La guerra y la pandemia
La guerra en pleno 2022 es uno de los retrocesos más grandes de la humanidad. También lo es la pandemia, pero al menos ésta es accidental. En ambos casos sabemos cómo comenzaron, pero no cómo terminarán, o cuándo. Tienen muchas cosas en común, matan gente, provocan crisis económicas, generan desesperanza, miedo, ansiedad. Aunque la diferencia fundamental, para quienes no habíamos vivido ninguna de las dos, es lo que convierte a una más deplorable que la otra: la premeditación.
Es cierto, existen razones históricas que llevan a un pueblo a invadir a otro. Durante el Medievo, periodo de aproximadamente mil años, la guerra fue la actividad predominante; se constituyó como el motor económico y mercantil en todo el mundo; permitió el transporte, los viajes, el intercambio de mercancía, la producción de insumos, en fin, hizo posible toda actividad comercial, otorgando más poder a unas civilizaciones -reinos o imperios- por encima de otras. En ese sentido, es lícito decir que la guerra se hacía necesaria. Atenea, o Minerva, era una diosa a la que no había sino rendir tributo. En muchos lugares simplemente habrían muerto de hambre de no ser así, porque no existía otro motivo para ir hasta ellos como no fuera la venta o fabricación de armamento y los beneficios que dichos desplazamientos acarreaban. El negocio de las armas también es milenario, no es un pretexto de nuestros tiempos -¿qué ya no hacemos nada original?-. No obstante, a diferencia de lo que dicen nuestros padres, no todo tiempo pasado fue mejor, las Cruzadas fueron cruentas masacres que acarrearon crisis económicas, la desaparición de muchas civilizaciones, el origen de otras, múltiples cambios en el orden mundial, y sí, predeciblemente, pandemias -epidemias en el mejor de los casos-, pues los cadáveres se acumulaban en las calles dando lugar a todo tipo de enfermedades que asolaron al planeta.
Eso era entonces. Ahora, múltiples guerras locales y mundiales han ocurrido en la historia moderna. Familiares nuestros han sufrido los horrores de los bombardeos, del genocidio. Millones huyeron de múltiples atrocidades. Casi todos los que en el mundo han sido, de una u otra manera, se involucraron en la narrativa de las guerras. Hemos visto películas, leído libros, asistido a exposiciones, entonado himnos… Toda nuestra vida nos enseñaron el dolor y nos advirtieron que no debería volver a ocurrir. “Del dolor se aprende”, dicen.

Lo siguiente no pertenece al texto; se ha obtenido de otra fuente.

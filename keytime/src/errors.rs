use thiserror::Error;

/// Error types for the keytime engine
#[derive(Debug, Error)]
pub enum KeytimeError {
    /// A token string that does not parse as any known key
    #[error("Invalid key token: {0}")]
    InvalidToken(#[from] CodecError),

    /// A log that violates the well-formedness rules
    #[error("Invalid log: {0}")]
    InvalidLog(String),

    /// A keystroke sequence that violates the sentinel or delay invariants
    #[error("Malformed keystroke sequence: {0}")]
    MalformedSequence(String),

    /// Text produced no keystrokes at all
    #[error("No keystrokes could be generated from the given input")]
    EmptyGeneration,

    /// Error from the output device
    #[error("Device error: {0}")]
    Device(#[from] DeviceError),

    /// Error when serializing or deserializing JSON
    #[error("JSON error: {0}")]
    JsonError(#[from] serde_json::Error),

    /// I/O error
    #[error("I/O error: {0}")]
    IoError(#[from] std::io::Error),
}

/// Errors raised while parsing a token string
#[derive(Debug, Clone, PartialEq, Eq, Error)]
pub enum CodecError {
    #[error("empty token")]
    Empty,

    #[error("unknown named key: {0}")]
    UnknownNamedKey(String),

    #[error("malformed token: {0}")]
    Malformed(String),
}

/// Why the codec refused to encode a character or admit a token
#[derive(Debug, Clone, PartialEq, Eq, Error)]
pub enum Rejection {
    #[error("non-printable character {0:?}")]
    NonPrintable(char),

    #[error("character {0:?} is outside the allowed character set")]
    OutsideCharset(char),

    #[error("newlines and tabs are disabled: {0:?}")]
    WhitespaceDisabled(char),

    #[error("token {0} is on the deny-list")]
    Denied(String),
}

/// Errors reported by a keyboard output device
#[derive(Debug, Clone, PartialEq, Eq, Error)]
pub enum DeviceError {
    /// The device cannot produce this key; playback skips it
    #[error("unsupported key: {0}")]
    Unsupported(String),

    /// The underlying input transport failed; playback aborts
    #[error("transport failure: {0}")]
    Transport(String),
}

impl DeviceError {
    pub fn is_fatal(&self) -> bool {
        matches!(self, DeviceError::Transport(_))
    }
}

/// Result type for keytime operations
pub type Result<T> = std::result::Result<T, KeytimeError>;
//! Scanline conversion of polygons into per-row spans.
//!
//! Vertices are truncated to integers (then multiplied by the supersampling
//! factor). Each non-horizontal edge walks its rows `[y_top, y_bottom)`,
//! sampling x at the row's half step and widening that row's `[min, max)`
//! span. Rows no edge reaches keep an empty span.
//!
//! Rows and spans are limited to a clip rectangle, so storage is bounded by
//! the clip area however far the polygon reaches beyond it.
use super::Polygon;
use crate::image::Rect;

#[derive(Clone, Debug, PartialEq, Eq)]
pub struct Scanlines {
    /// First row (in supersampled units)
    pub min_y: i32,
    /// Left bound of the clipped extents (in pixel units)
    pub min_x: i32,
    /// Right bound of the clipped extents (in pixel units)
    pub max_x: i32,
    /// Supersampling factor per axis
    pub supersample: i32,
    mins: Vec<i32>,
    maxs: Vec<i32>,
}

impl Scanlines {
    /// Spans of `poly` inside `clip` at `supersample`× resolution, or `None`
    /// when the polygon is empty.
    pub fn from_polygon(poly: &Polygon, supersample: i32, clip: Rect) -> Option<Self> {
        let e = poly.extents()?;
        let ss = supersample.max(1);
        let clamp_x = |v: f64| (v as i64).clamp(clip.x as i64, clip.x2() as i64) as i32;
        let clamp_y = |v: f64| (v as i64).clamp(clip.y as i64, clip.y2() as i64) as i32;
        let (min_x, max_x) = (clamp_x(e.min_x), clamp_x(e.max_x));
        let (min_y, max_y) = (clamp_y(e.min_y), clamp_y(e.max_y));
        let rows = ((max_y - min_y) * ss).max(0) as usize;

        let mut lines = Self {
            min_y: min_y * ss,
            min_x,
            max_x,
            supersample: ss,
            mins: vec![max_x * ss; rows],
            maxs: vec![min_x * ss; rows],
        };
        let ss = ss as i64;
        for (a, b) in poly.edges() {
            lines.add_segment(
                a.x as i64 * ss,
                a.y as i64 * ss,
                b.x as i64 * ss,
                b.y as i64 * ss,
            );
        }
        Some(lines)
    }

    fn add_segment(&mut self, mut x1: i64, mut y1: i64, mut x2: i64, mut y2: i64) {
        if y1 > y2 {
            std::mem::swap(&mut y1, &mut y2);
            std::mem::swap(&mut x1, &mut x2);
        }
        let ydiff = y2 - y1;
        if ydiff == 0 {
            return;
        }
        let first = self.min_y as i64;
        let end = (first + self.mins.len() as i64).min(y2);
        let xinc = (x2 - x1) as f64 / ydiff as f64;
        let mut xstart = x1 as f64 + 0.5 * xinc;
        for y in y1..end {
            if y >= first {
                let row = (y - first) as usize;
                self.mins[row] = (self.mins[row] as f64).min(xstart) as i32;
                self.maxs[row] = (self.maxs[row] as f64).max(xstart) as i32;
            }
            xstart += xinc;
        }
    }

    /// Number of (supersampled) rows.
    #[inline]
    pub fn len(&self) -> usize {
        self.mins.len()
    }

    #[inline]
    pub fn is_empty(&self) -> bool {
        self.mins.is_empty()
    }

    /// `(y, x_start, x_end)` for every row, `x_end` exclusive and both
    /// limited to the clipped columns.
    pub fn spans(&self) -> impl Iterator<Item = (i32, i32, i32)> + '_ {
        let (left, right) = (self.min_x * self.supersample, self.max_x * self.supersample);
        self.mins
            .iter()
            .zip(&self.maxs)
            .enumerate()
            .map(move |(i, (&lo, &hi))| (self.min_y + i as i32, lo.max(left), hi.min(right)))
    }
}

#[cfg(test)]
mod tests {
    use super::*;
    use nalgebra::Point2;

    const CLIP: Rect = Rect::new(0, 0, 64, 64);

    #[test]
    fn axis_aligned_square_spans_every_row() {
        let poly = Polygon::from_points(&[
            Point2::new(2.0, 3.0),
            Point2::new(6.0, 3.0),
            Point2::new(6.0, 7.0),
            Point2::new(2.0, 7.0),
        ])
        .expect("four points fit");
        let lines = Scanlines::from_polygon(&poly, 1, CLIP).expect("non-empty");
        let spans: Vec<_> = lines.spans().collect();
        assert_eq!(spans.len(), 4);
        for (i, &(y, lo, hi)) in spans.iter().enumerate() {
            assert_eq!(y, 3 + i as i32);
            assert_eq!((lo, hi), (2, 6));
        }
    }

    #[test]
    fn supersampled_rows_scale_with_factor() {
        let poly = Polygon::from_points(&[
            Point2::new(0.0, 0.0),
            Point2::new(4.0, 0.0),
            Point2::new(0.0, 4.0),
        ])
        .expect("three points fit");
        let lines = Scanlines::from_polygon(&poly, 3, CLIP).expect("non-empty");
        assert_eq!(lines.len(), 12);
        let widths: Vec<i32> = lines.spans().map(|(_, lo, hi)| hi - lo).collect();
        assert!(widths.windows(2).all(|w| w[0] >= w[1]));
        assert_eq!(lines.spans().next().map(|s| s.1), Some(0));
    }

    #[test]
    fn empty_polygon_has_no_scanlines() {
        assert!(Scanlines::from_polygon(&Polygon::new(), 1, CLIP).is_none());
    }

    #[test]
    fn storage_is_bounded_by_the_clip() {
        let poly = Polygon::from_points(&[
            Point2::new(-50_000.0, -50_000.0),
            Point2::new(50_000.0, -50_000.0),
            Point2::new(50_000.0, 50_000.0),
            Point2::new(-50_000.0, 50_000.0),
        ])
        .expect("four points fit");
        let clip = Rect::new(10, 20, 30, 40);
        let lines = Scanlines::from_polygon(&poly, 3, clip).expect("non-empty");
        assert_eq!(lines.len(), 40 * 3);
        assert_eq!(lines.min_y, 60);
        for (_, lo, hi) in lines.spans() {
            assert_eq!((lo, hi), (30, 120));
        }
    }

    #[test]
    fn clipping_keeps_spans_inside_the_clip_unchanged() {
        let poly = Polygon::from_points(&[
            Point2::new(-7.0, -5.0),
            Point2::new(13.0, -3.0),
            Point2::new(9.0, 17.0),
            Point2::new(-4.0, 11.0),
        ])
        .expect("four points fit");
        let wide = Scanlines::from_polygon(&poly, 3, Rect::new(0, 0, 64, 64)).expect("non-empty");
        let narrow = Scanlines::from_polygon(&poly, 3, Rect::new(2, 4, 5, 6)).expect("non-empty");
        let wide_rows: Vec<_> = wide.spans().collect();
        for (y, lo, hi) in narrow.spans() {
            let &(_, wlo, whi) = wide_rows
                .iter()
                .find(|r| r.0 == y)
                .expect("row present in the wider clip");
            assert_eq!((lo, hi), (wlo.max(6), whi.min(21)));
        }
        assert_eq!(narrow.len(), 18);
    }
}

¿Qué se aprende? Si la historia es un ciclo, es como la moda, envejece, guardamos nuestra ropa un rato, pero luego la desempolvamos para volverla a usar, sin importar lo bochornosa que sea, como los trajes de pana. Peor aún, si ya no podemos usar nuestras viejas y vergonzosas prendas se las heredamos a alguien más, igual que las malas costumbres como el machismo, igual que los ideales rancios.